DATA LISTING
+++++

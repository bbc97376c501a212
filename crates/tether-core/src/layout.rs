use std::path::{Path, PathBuf};

use tether_platform::{AppPaths, Platform};

pub const LATEST_DIR_NAME: &str = "latest";
const STAGING_DIR_NAME: &str = "staging-temp";
const CLIENT_STEM: &str = "HytaleClient";

/// On-disk layout of the runtime, the patch tool and the game trees.
///
/// ```text
/// <data>/jre/latest/bin/java[.exe]
/// <data>/tools/butler/butler[.exe]
/// <data>/<channel>/version.json
/// <data>/<channel>/package/game/<latest|N>/Client/HytaleClient[.exe]
/// <data>/<channel>/package/game/staging-temp/
/// <data>/logs/butler_apply.log
/// <data>/UserData/
/// <cache>/...
/// ```
#[derive(Debug, Clone)]
pub struct InstallLayout {
    data_dir: PathBuf,
    cache_dir: PathBuf,
    platform: Platform,
}

impl InstallLayout {
    #[must_use]
    pub fn new(paths: &AppPaths, platform: Platform) -> Self {
        Self {
            data_dir: paths.data_dir.clone(),
            cache_dir: paths.cache_dir.clone(),
            platform,
        }
    }

    #[must_use]
    pub fn platform(&self) -> Platform {
        self.platform
    }

    #[must_use]
    pub fn cache_dir(&self) -> &Path {
        &self.cache_dir
    }

    #[must_use]
    pub fn logs_dir(&self) -> PathBuf {
        self.data_dir.join("logs")
    }

    #[must_use]
    pub fn runtime_dir(&self) -> PathBuf {
        self.data_dir.join("jre").join(LATEST_DIR_NAME)
    }

    #[must_use]
    pub fn java_bin(&self) -> PathBuf {
        self.runtime_dir()
            .join("bin")
            .join(self.platform.exe_name("java"))
    }

    #[must_use]
    pub fn tool_dir(&self) -> PathBuf {
        self.data_dir.join("tools").join("butler")
    }

    #[must_use]
    pub fn tool_bin(&self) -> PathBuf {
        self.tool_dir().join(self.platform.exe_name("butler"))
    }

    /// Saves and settings the game client keeps between versions.
    #[must_use]
    pub fn user_data_dir(&self) -> PathBuf {
        self.data_dir.join("UserData")
    }

    #[must_use]
    pub fn patch_log(&self) -> PathBuf {
        self.logs_dir().join("butler_apply.log")
    }

    #[must_use]
    pub fn state_file(&self, channel: &str) -> PathBuf {
        self.data_dir.join(channel).join("version.json")
    }

    #[must_use]
    pub fn games_root(&self, channel: &str) -> PathBuf {
        self.data_dir.join(channel).join("package").join("game")
    }

    /// `latest` when following the newest version, otherwise the pinned number.
    #[must_use]
    pub fn game_dir(&self, channel: &str, pinned: Option<u32>) -> PathBuf {
        let name = pinned.map_or_else(|| LATEST_DIR_NAME.to_string(), |version| version.to_string());
        self.games_root(channel).join(name)
    }

    #[must_use]
    pub fn staging_dir(&self, channel: &str) -> PathBuf {
        self.games_root(channel).join(STAGING_DIR_NAME)
    }

    /// File whose presence proves a game tree is complete.
    #[must_use]
    pub fn client_marker(&self, game_dir: &Path) -> PathBuf {
        game_dir
            .join("Client")
            .join(self.platform.exe_name(CLIENT_STEM))
    }

    #[must_use]
    pub fn server_launcher(&self, game_dir: &Path) -> PathBuf {
        game_dir.join("Server").join("start-server.bat")
    }

    #[must_use]
    pub fn patch_cache_file(&self, from: u32, to: u32) -> PathBuf {
        self.cache_dir.join(format!("{from}-{to}.pwr"))
    }
}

+++++

EXERCISE DETAILS
For each line in the entries that contains the string "InstallLayout", make a copy.

FINISHED TASK
pub struct InstallLayout {
impl InstallLayout {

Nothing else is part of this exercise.